The governments of SWF's commit to follow certain rules:
 Accumulation rule (what portion of revenue can be spent/saved)
 Withdraw rule (when the Government can withdraw from the fund)
 Investment (where revenue can be invested in foreign or domestic assets)

Governmental interest in 2008
 On 5 March 2008, a joint sub-committee of the U.S. House Financial Services Committee held a hearing to discuss the role of "Foreign Government Investment in the U.S. Economy and Financial Sector".  The hearing was attended by representatives of the U.S. Department of Treasury, the U.S. Securities and Exchange Commission, the Federal Reserve Board, Norway's Ministry of Finance, Singapore's Temasek Holdings, and the Canada Pension Plan Investment Board.
 On 20 August 2008, Germany approved a law that requires parliamentary approval for foreign investments that endanger national interests. Specifically, it affects acquisitions of more than 25% of a German company's voting shares by non-European investors—but the economics minister Michael Glos has pledged that investment reviews would be "extremely rare". The legislation is loosely modeled on a similar one by the U.S. Committee on Foreign Investments. Sovereign wealth funds are also increasing their spending. In fact, the Qatar wealth fund plans to spend $35 billion in the US in the next five years.

Santiago Principles

A number of transparency indices sprang up before the Santiago Principles, some more stringent than others.  To address these concerns, some of the world's main SWFs came together in a summit in Santiago, Chile, on 2–3 September 2008. Under the leadership of the IMF, they formed a temporary International Working Group of Sovereign Wealth Funds. This working group then drafted the 24 Santiago Principles, to set out a common global set of international standards regarding transparency, independence, and accountability in the way that SWFs operate. These were published after being presented to the IMF International Monetary Financial Committee on 11 October 2008. They also considered a standing committee to represent them, and so a new organisation, the International Forum of Sovereign Wealth Funds (IFSWF) was set up to maintain the new standards going forward and represent them in international policy debates.
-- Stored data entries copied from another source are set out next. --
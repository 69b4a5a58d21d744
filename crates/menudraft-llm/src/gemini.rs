//! Gemini Provider Implementation
//!
//! Integration with Google's Generative Language API (`generateContent`),
//! sending the document inline next to the instruction prompt.
//!
//! # Features
//!
//! - Async HTTP communication via `reqwest`
//! - Configurable endpoint, model and timeout
//! - Retry with exponential backoff on transport errors, 429 and 5xx
//!
//! # Examples
//!
//! ```no_run
//! use menudraft_llm::GeminiProvider;
//!
//! let provider = GeminiProvider::new(
//!     "https://generativelanguage.googleapis.com",
//!     "gemini-2.0-flash-exp",
//!     "api-key",
//! ).unwrap();
//! ```

use crate::LlmError;
use async_trait::async_trait;
use menudraft_domain::traits::{DocumentPart, LlmProvider};
use serde::{Deserialize, Serialize};
use std::time::Duration;
use tracing::{debug, warn};

/// Default Generative Language API endpoint
pub const DEFAULT_ENDPOINT: &str = "https://generativelanguage.googleapis.com";

/// Default model
pub const DEFAULT_MODEL: &str = "gemini-2.0-flash-exp";

/// Default timeout for a single request (60 seconds)
pub const DEFAULT_TIMEOUT_SECS: u64 = 60;

/// Default number of attempts per call
pub const DEFAULT_MAX_RETRIES: u32 = 2;

/// Gemini API provider
pub struct GeminiProvider {
    endpoint: String,
    model: String,
    api_key: String,
    client: reqwest::Client,
    max_retries: u32,
}

#[derive(Serialize)]
#[serde(rename_all = "camelCase")]
struct GenerateContentRequest {
    contents: Vec<Content>,
    generation_config: GenerationConfig,
}

#[derive(Serialize)]
struct Content {
    role: &'static str,
    parts: Vec<Part>,
}

#[derive(Serialize)]
#[serde(untagged)]
enum Part {
    Text { text: String },
    InlineData {
        #[serde(rename = "inlineData")]
        inline_data: InlineData,
    },
}

#[derive(Serialize)]
#[serde(rename_all = "camelCase")]
struct InlineData {
    mime_type: String,
    data: String,
}

#[derive(Serialize)]
#[serde(rename_all = "camelCase")]
struct GenerationConfig {
    response_mime_type: &'static str,
}

#[derive(Deserialize)]
struct GenerateContentResponse {
    #[serde(default)]
    candidates: Vec<Candidate>,
}

#[derive(Deserialize)]
struct Candidate {
    content: Option<CandidateContent>,
}

#[derive(Deserialize)]
struct CandidateContent {
    #[serde(default)]
    parts: Vec<CandidatePart>,
}

#[derive(Deserialize)]
struct CandidatePart {
    text: Option<String>,
}

impl GenerateContentResponse {
    /// Concatenated text of the first candidate
    fn text(self) -> Option<String> {
        let content = self.candidates.into_iter().next()?.content?;
        let text: String = content.parts.into_iter().filter_map(|p| p.text).collect();
        if text.is_empty() {
            None
        } else {
            Some(text)
        }
    }
}

impl GeminiProvider {
    /// Create a new Gemini provider with the default timeout
    pub fn new(
        endpoint: impl Into<String>,
        model: impl Into<String>,
        api_key: impl Into<String>,
    ) -> Result<Self, LlmError> {
        Self::with_timeout(endpoint, model, api_key, Duration::from_secs(DEFAULT_TIMEOUT_SECS))
    }

    /// Create a new Gemini provider with an explicit request timeout
    pub fn with_timeout(
        endpoint: impl Into<String>,
        model: impl Into<String>,
        api_key: impl Into<String>,
        timeout: Duration,
    ) -> Result<Self, LlmError> {
        let api_key = api_key.into();
        if api_key.trim().is_empty() {
            return Err(LlmError::Config("Gemini API key is empty".to_string()));
        }

        let client = reqwest::Client::builder()
            .timeout(timeout)
            .build()
            .map_err(|e| LlmError::Config(format!("Failed to build HTTP client: {}", e)))?;

        Ok(Self {
            endpoint: endpoint.into().trim_end_matches('/').to_string(),
            model: model.into(),
            api_key,
            client,
            max_retries: DEFAULT_MAX_RETRIES,
        })
    }

    /// Set the maximum number of attempts per call
    pub fn with_max_retries(mut self, max_retries: u32) -> Self {
        self.max_retries = max_retries.max(1);
        self
    }

    fn url(&self) -> String {
        format!("{}/v1beta/models/{}:generateContent", self.endpoint, self.model)
    }

    fn request_body(prompt: &str, document: &DocumentPart) -> GenerateContentRequest {
        GenerateContentRequest {
            contents: vec![Content {
                role: "user",
                parts: vec![
                    Part::Text {
                        text: prompt.to_string(),
                    },
                    Part::InlineData {
                        inline_data: InlineData {
                            mime_type: document.mime_type.clone(),
                            data: document.data_base64.clone(),
                        },
                    },
                ],
            }],
            generation_config: GenerationConfig {
                response_mime_type: "application/json",
            },
        }
    }

    /// Generate text for a prompt plus an inline document
    ///
    /// # Errors
    ///
    /// Returns error if:
    /// - The API cannot be reached or times out (after retries)
    /// - The API answers with a non-success status
    /// - The response has no text candidate
    pub async fn generate(&self, prompt: &str, document: &DocumentPart) -> Result<String, LlmError> {
        let url = self.url();
        let request_body = Self::request_body(prompt, document);

        let mut attempts = 0;
        let mut last_error = None;

        while attempts < self.max_retries {
            match self
                .client
                .post(&url)
                .header("x-goog-api-key", &self.api_key)
                .json(&request_body)
                .send()
                .await
            {
                Ok(response) => {
                    let status = response.status();
                    if status.is_success() {
                        let body = response
                            .json::<GenerateContentResponse>()
                            .await
                            .map_err(|e| {
                                LlmError::InvalidResponse(format!("Failed to parse response: {}", e))
                            })?;
                        return body.text().ok_or_else(|| {
                            LlmError::InvalidResponse("Response has no text candidate".to_string())
                        });
                    } else if status == reqwest::StatusCode::NOT_FOUND {
                        return Err(LlmError::ModelNotAvailable(self.model.clone()));
                    } else if status == reqwest::StatusCode::TOO_MANY_REQUESTS {
                        last_error = Some(LlmError::RateLimitExceeded);
                    } else if status.is_server_error() {
                        let error_text = response.text().await.unwrap_or_default();
                        last_error = Some(LlmError::Communication(format!(
                            "HTTP {}: {}",
                            status, error_text
                        )));
                    } else {
                        let error_text = response.text().await.unwrap_or_default();
                        return Err(LlmError::Communication(format!(
                            "HTTP {}: {}",
                            status, error_text
                        )));
                    }
                }
                Err(e) => {
                    last_error = Some(LlmError::Communication(format!("Request failed: {}", e)));
                }
            }

            attempts += 1;
            if attempts < self.max_retries {
                let delay = Duration::from_secs(2u64.pow(attempts - 1));
                warn!(attempt = attempts, ?delay, "Gemini request failed, retrying");
                tokio::time::sleep(delay).await;
            }
        }

        Err(last_error
            .unwrap_or_else(|| LlmError::Communication("Max retries exceeded".to_string())))
    }
}

#[async_trait]
impl LlmProvider for GeminiProvider {
    type Error = LlmError;

    async fn generate_with_document(
        &self,
        prompt: &str,
        document: &DocumentPart,
    ) -> Result<String, Self::Error> {
        debug!(
            model = %self.model,
            mime_type = %document.mime_type,
            payload_len = document.data_base64.len(),
            "Calling Gemini generateContent"
        );
        self.generate(prompt, document).await
    }

    fn model_name(&self) -> &str {
        &self.model
    }
}
//! Integration tests for the AI extractor

#[cfg(test)]
mod tests {
    use crate::{AiExtractor, ExtractorConfig, ExtractorError};
    use menudraft_domain::{ServiceType, FALLBACK_WARNING};
    use menudraft_llm::MockProvider;
    use std::sync::Arc;

    const DINNER_RESPONSE: &str = r#"{
        "rawText": "CENA\nSopa\nPescado",
        "warnings": [],
        "detectedServices": [{
            "serviceType": "dinner",
            "startsAtGuess": "21:00",
            "paxGuess": 60,
            "formatGuess": "seated",
            "sections": [{"title": "CENA", "items": ["Sopa", "Pescado"]}]
        }]
    }"#;

    #[tokio::test]
    async fn test_full_extraction_flow() {
        let llm = Arc::new(MockProvider::new(DINNER_RESPONSE));
        let extractor = AiExtractor::from_arc(llm.clone(), ExtractorConfig::default()).unwrap();

        let draft = extractor
            .extract_from_document(b"%PDF-1.7 fake", "application/pdf", "cena.pdf")
            .await
            .unwrap();

        assert_eq!(draft.raw_text, "CENA\nSopa\nPescado");
        assert_eq!(draft.detected_services[0].service_type, ServiceType::Dinner);
        assert_eq!(llm.call_count(), 1);

        let document = llm.last_document().unwrap();
        assert_eq!(document.mime_type, "application/pdf");
        assert_eq!(document.data_base64, "JVBERi0xLjcgZmFrZQ==");
    }

    #[tokio::test]
    async fn test_extraction_with_invalid_json() {
        let llm = MockProvider::new("This is not JSON");
        let extractor = AiExtractor::new(llm, ExtractorConfig::default()).unwrap();

        let draft = extractor
            .extract_from_document(b"\x89PNG", "image/png", "menu.png")
            .await
            .unwrap();

        assert_eq!(draft.raw_text, "");
        assert_eq!(draft.warnings, vec![FALLBACK_WARNING.to_string()]);
        assert_eq!(draft.detected_services.len(), 1);
        assert_eq!(draft.detected_services[0].service_type, ServiceType::Other);
        assert_eq!(draft.detected_services[0].sections[0].title, "OCR");
        assert_eq!(draft.detected_services[0].sections[0].items, vec!["menu.png"]);
    }

    #[tokio::test]
    async fn test_empty_services_get_placeholder() {
        let llm = MockProvider::new(r#"{"rawText": "blurry", "detectedServices": []}"#);
        let extractor = AiExtractor::new(llm, ExtractorConfig::default()).unwrap();

        let draft = extractor
            .extract_from_document(b"img", "image/jpeg", "foto.jpg")
            .await
            .unwrap();

        assert_eq!(draft.raw_text, "blurry");
        assert_eq!(draft.detected_services.len(), 1);
        assert_eq!(draft.detected_services[0].sections[0].items, vec!["foto.jpg"]);
        assert!(draft.warnings.contains(&FALLBACK_WARNING.to_string()));
    }

    #[tokio::test]
    async fn test_transport_error_propagates() {
        let llm = MockProvider::new("{}");
        llm.push_error("connection reset");
        let extractor = AiExtractor::new(llm, ExtractorConfig::default()).unwrap();

        let result = extractor
            .extract_from_document(b"img", "image/png", "menu.png")
            .await;

        match result {
            Err(ExtractorError::Llm(msg)) => assert!(msg.contains("connection reset")),
            other => panic!("Expected Llm error, got {:?}", other),
        }
    }

    #[tokio::test]
    async fn test_empty_document_rejected() {
        let llm = Arc::new(MockProvider::new(DINNER_RESPONSE));
        let extractor = AiExtractor::from_arc(llm.clone(), ExtractorConfig::default()).unwrap();

        let result = extractor.extract_from_document(b"", "image/png", "x.png").await;
        assert!(matches!(result, Err(ExtractorError::EmptyDocument)));
        assert_eq!(llm.call_count(), 0);
    }

    #[tokio::test]
    async fn test_document_too_large() {
        let config = ExtractorConfig {
            max_document_bytes: 4,
            ..Default::default()
        };
        let extractor = AiExtractor::new(MockProvider::new(DINNER_RESPONSE), config).unwrap();

        let result = extractor
            .extract_from_document(b"12345", "image/png", "x.png")
            .await;
        assert!(matches!(result, Err(ExtractorError::DocumentTooLarge(5, 4))));
    }

    #[test]
    fn test_invalid_config_rejected() {
        let config = ExtractorConfig {
            extraction_timeout_secs: 0,
            ..Default::default()
        };
        let result = AiExtractor::new(MockProvider::new("{}"), config);
        assert!(matches!(result, Err(ExtractorError::Config(_))));
    }

    #[test]
    fn test_model_name() {
        let extractor = AiExtractor::new(MockProvider::new("{}"), ExtractorConfig::default()).unwrap();
        assert_eq!(extractor.model_name(), "mock");
    }
}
As of 2016, 30 funds have formally signed up to the Principles, representing collectively 80% of the assets managed by sovereign funds globally or US$5.5 trillion.

Size of SWFs
Assets under management of SWFs amounted to $7.94 trillion as of 24 December 2020.

Countries with SWFs funded by oil and gas exports, totaled $5.4 trillion as of 2020. Non-commodity SWFs are typically funded by transfer of assets from official foreign exchange reserves, and in some cases from government budget surpluses and privatization revenues. Middle Eastern and Asian countries account for 77% of all SWFs.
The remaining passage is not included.